With all the ways to make a few dollars, this one was easy to overlook: a broken-down refrigerator sitting on a tidy lawn in Edina.
But the two men shuttling around in a white pickup truck all morning had a knack for noticing what most people miss, and one of them, Carlos Honaker, zeroed in on the little box. "Back up!" he urged the older man driving. "Back up!"

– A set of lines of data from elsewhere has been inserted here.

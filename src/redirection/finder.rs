//! Alternative facility search
//!
//! Given an overloaded facility and the current roster, this module finds the
//! facilities patients could be redirected to: not the source itself, under
//! load, type-compatible, located, with free beds, and within reach. Survivors
//! are ranked by a blended distance/capacity score where lower is better.

use crate::facility::geo::{calculate_distance, travel_time_minutes};
use crate::facility::record::{FacilityRecord, OVERLOAD_THRESHOLD};
use crate::redirection::compatibility::{compatibility_table, CompatibilityTable};
use serde::{Deserialize, Serialize};
use tracing::{debug, warn};

/// Default search radius in kilometers
pub const DEFAULT_MAX_DISTANCE_KM: f64 = 15.0;

/// Default number of alternatives returned
pub const DEFAULT_LIMIT: usize = 5;

/// Weight of the distance term in the ranking score
pub const DISTANCE_WEIGHT: f64 = 0.7;

/// Weight of the free capacity term in the ranking score
pub const CAPACITY_WEIGHT: f64 = 0.3;

/// Free beds are counted in units of this many beds in the ranking score
pub const CAPACITY_UNIT_BEDS: f64 = 10.0;

/// A candidate facility that can take redirected patients
#[derive(Debug, Clone, PartialEq, Serialize, Deserialize)]
pub struct AlternativeFacility {
    /// The candidate facility
    pub facility: FacilityRecord,
    /// Great-circle distance from the source facility
    pub distance_km: f64,
    /// Free beds at the candidate
    pub available_beds: u32,
    /// Estimated travel time at a fixed average speed
    pub travel_time_minutes: u32,
    /// Ranking score, lower is better
    pub score: f64,
}

/// Ranking score: `0.7 * distance - 0.3 * (free beds / 10)`
pub fn redirection_score(distance_km: f64, available_beds: u32) -> f64 {
    DISTANCE_WEIGHT * distance_km - CAPACITY_WEIGHT * (available_beds as f64 / CAPACITY_UNIT_BEDS)
}

/// Searches a roster for redirection targets using a given compatibility table
#[derive(Debug, Clone, Copy)]
pub struct AlternativeFinder<'t> {
    table: &'t CompatibilityTable,
    max_distance_km: f64,
    limit: usize,
}

impl<'t> AlternativeFinder<'t> {
    /// Create a finder with the default radius and limit
    pub fn new(table: &'t CompatibilityTable) -> Self {
        Self { table, max_distance_km: DEFAULT_MAX_DISTANCE_KM, limit: DEFAULT_LIMIT }
    }

    /// Set the search radius
    pub fn with_max_distance_km(mut self, max_distance_km: f64) -> Self {
        self.max_distance_km = max_distance_km;
        self
    }

    /// Set the maximum number of results
    pub fn with_limit(mut self, limit: usize) -> Self {
        self.limit = limit;
        self
    }

    /// Search radius in kilometers
    pub fn max_distance_km(&self) -> f64 {
        self.max_distance_km
    }

    /// Maximum number of results
    pub fn limit(&self) -> usize {
        self.limit
    }

    /// Whether a facility passes the cheap pre-filters for `source`
    fn is_candidate(&self, source: &FacilityRecord, candidate: &FacilityRecord) -> bool {
        candidate.id != source.id
            && candidate.occupancy_rate < OVERLOAD_THRESHOLD
            && self.table.is_compatible(&source.facility_type, &candidate.facility_type)
            && candidate.has_valid_coordinates()
            && candidate.beds_deployed > 0
    }

    /// Rank the redirection targets for `source` among `all_facilities`
    ///
    /// Never fails: an empty roster, a source without coordinates or no
    /// qualifying candidate all yield an empty list. Ties keep roster order.
    pub fn find<'a, I>(&self, source: &FacilityRecord, all_facilities: I) -> Vec<AlternativeFacility>
    where
        I: IntoIterator<Item = &'a FacilityRecord>,
    {
        // Missing source coordinates make every distance NaN, which no radius accepts
        let (source_lat, source_lon) = source.coordinates().unwrap_or_else(|| {
            warn!("Source facility {} has no valid coordinates, no alternatives possible", source.id);
            (f64::NAN, f64::NAN)
        });

        let mut alternatives: Vec<AlternativeFacility> = all_facilities
            .into_iter()
            .filter(|candidate| self.is_candidate(source, candidate))
            .filter_map(|candidate| {
                let (lat, lon) = candidate.coordinates()?;
                let distance_km = calculate_distance(source_lat, source_lon, lat, lon);
                let free_beds = candidate.available_beds();

                if !(distance_km <= self.max_distance_km) || free_beds <= 0 {
                    return None;
                }

                let available_beds = u32::try_from(free_beds).ok()?;
                Some(AlternativeFacility {
                    facility: candidate.clone(),
                    distance_km,
                    available_beds,
                    travel_time_minutes: travel_time_minutes(distance_km),
                    score: redirection_score(distance_km, available_beds),
                })
            })
            .collect();

        // Stable sort keeps roster order among equal scores
        alternatives.sort_by(|a, b| a.score.total_cmp(&b.score));
        alternatives.truncate(self.limit);

        debug!(
            "Found {} alternatives for facility {} within {} km",
            alternatives.len(),
            source.id,
            self.max_distance_km
        );

        alternatives
    }
}

/// Rank redirection targets for `source` using the process-wide compatibility table
pub fn find_alternatives(
    source: &FacilityRecord,
    all_facilities: &[FacilityRecord],
    max_distance_km: f64,
    limit: usize,
) -> Vec<AlternativeFacility> {
    AlternativeFinder::new(compatibility_table())
        .with_max_distance_km(max_distance_km)
        .with_limit(limit)
        .find(source, all_facilities)
}
//! Named in-process bus broker
//!
//! The shared-memory broker kind resolves a process-global named bus.
//! Every subscriber created from a broker with the same name sees every
//! message published to that name, which gives embedded producers and the
//! test suite a frame-injection path without a network hop.

use crate::bus::{BusBroker, BusMessage, BusQueue};
use std::collections::HashMap;
use std::sync::{Arc, Mutex, OnceLock};

#[derive(Debug, Default)]
struct SharedBus {
    subscribers: Mutex<Vec<Arc<BusQueue>>>,
}

impl SharedBus {
    fn fan_out(&self, message: &BusMessage) {
        let subscribers = match self.subscribers.lock() {
            Ok(guard) => guard,
            Err(poisoned) => poisoned.into_inner(),
        };
        for subscriber in subscribers.iter() {
            subscriber.push(message.clone());
        }
    }

    fn attach(&self, queue: Arc<BusQueue>) {
        match self.subscribers.lock() {
            Ok(mut guard) => guard.push(queue),
            Err(poisoned) => poisoned.into_inner().push(queue),
        }
    }

    fn detach(&self, queue: &Arc<BusQueue>) {
        let mut subscribers = match self.subscribers.lock() {
            Ok(guard) => guard,
            Err(poisoned) => poisoned.into_inner(),
        };
        subscribers.retain(|s| !Arc::ptr_eq(s, queue));
    }
}

fn registry() -> &'static Mutex<HashMap<String, Arc<SharedBus>>> {
    static REGISTRY: OnceLock<Mutex<HashMap<String, Arc<SharedBus>>>> = OnceLock::new();
    REGISTRY.get_or_init(|| Mutex::new(HashMap::new()))
}

fn open_bus(name: &str) -> Arc<SharedBus> {
    let mut buses = match registry().lock() {
        Ok(guard) => guard,
        Err(poisoned) => poisoned.into_inner(),
    };
    Arc::clone(buses.entry(name.to_string()).or_default())
}

/// Publisher handle for a named bus
#[derive(Clone)]
pub struct BusPublisher {
    bus: Arc<SharedBus>,
}

impl BusPublisher {
    /// Open a publisher towards the named bus
    pub fn open(name: &str) -> Self {
        Self {
            bus: open_bus(name),
        }
    }

    /// Deliver a message to every subscriber of the bus
    pub fn publish(&self, message: BusMessage) {
        self.bus.fan_out(&message);
    }
}

/// Broker over a process-global named bus
pub struct SharedMemoryBroker {
    name: String,
    bus: Arc<SharedBus>,
    created: Vec<Arc<BusQueue>>,
}

impl SharedMemoryBroker {
    /// Open (or create) the named bus
    pub fn open(name: &str) -> Self {
        log::debug!("Opening shared bus: {}", name);
        Self {
            name: name.to_string(),
            bus: open_bus(name),
            created: Vec::new(),
        }
    }

    pub fn name(&self) -> &str {
        &self.name
    }
}

impl BusBroker for SharedMemoryBroker {
    fn create_subscriber(&mut self) -> Arc<BusQueue> {
        let queue = BusQueue::new();
        self.bus.attach(Arc::clone(&queue));
        self.created.push(Arc::clone(&queue));
        queue
    }
}

impl Drop for SharedMemoryBroker {
    fn drop(&mut self) {
        for queue in &self.created {
            queue.stop();
            self.bus.detach(queue);
        }
    }
}

#[cfg(test)]
mod tests {
    use super::*;
    use crate::types::CanDataFrame;
    use std::time::Duration;

    fn frame(can_id: u32) -> BusMessage {
        BusMessage::DataFrame(CanDataFrame {
            timestamp_ns: 0,
            can_id,
            is_extended: false,
            data: vec![1, 2, 3],
        })
    }

    #[test]
    fn test_publish_reaches_subscriber() {
        let mut broker = SharedMemoryBroker::open("test-bus-basic");
        let subscriber = broker.create_subscriber();
        subscriber.start();

        let publisher = BusPublisher::open("test-bus-basic");
        publisher.publish(frame(0x321));

        match subscriber.pop_wait(Duration::from_secs(1)) {
            Some(BusMessage::DataFrame(f)) => assert_eq!(f.can_id, 0x321),
            other => panic!("unexpected message: {:?}", other),
        }
    }

    #[test]
    fn test_buses_are_isolated_by_name() {
        let mut broker = SharedMemoryBroker::open("test-bus-a");
        let subscriber = broker.create_subscriber();
        subscriber.start();

        BusPublisher::open("test-bus-b").publish(frame(0x100));
        assert!(subscriber.pop_wait(Duration::from_millis(20)).is_none());
    }

    #[test]
    fn test_drop_detaches_subscribers() {
        let queue = {
            let mut broker = SharedMemoryBroker::open("test-bus-drop");
            broker.create_subscriber()
        };
        // Broker gone: its subscribers are stopped and detached.
        assert!(!queue.is_active());
        BusPublisher::open("test-bus-drop").publish(frame(0x1));
        assert!(queue.is_empty());
    }
}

The city of Minneapolis' increasing crackdown on scrappers — the sharp-eyed operators who trawl alleys and driveways collecting the junk the rest of us put outside and promptly forget — has pushed these two to scrounge for metal in the surrounding suburbs and draw on contacts at auto shops and industrial buildings to cart away their wares. They view their profession as an honorable service, whisking away what people don't want and keeping the streets clear.
But the city insists that scrappers are stealing, cutting into revenues Minneapolis is entitled to for picking up the throwaways. So here they are, just outside the city limits.
"On your side?" asked Honaker's boss, Jessie Anderson, the driver.
"Yours."
Anderson hesitated as he looked at the refrigerator tossed a few feet from the homeowner's BMW, gauging its value. Scrappy's Express in north Minneapolis might take it, right?
"That's what I was thinking," said Honaker.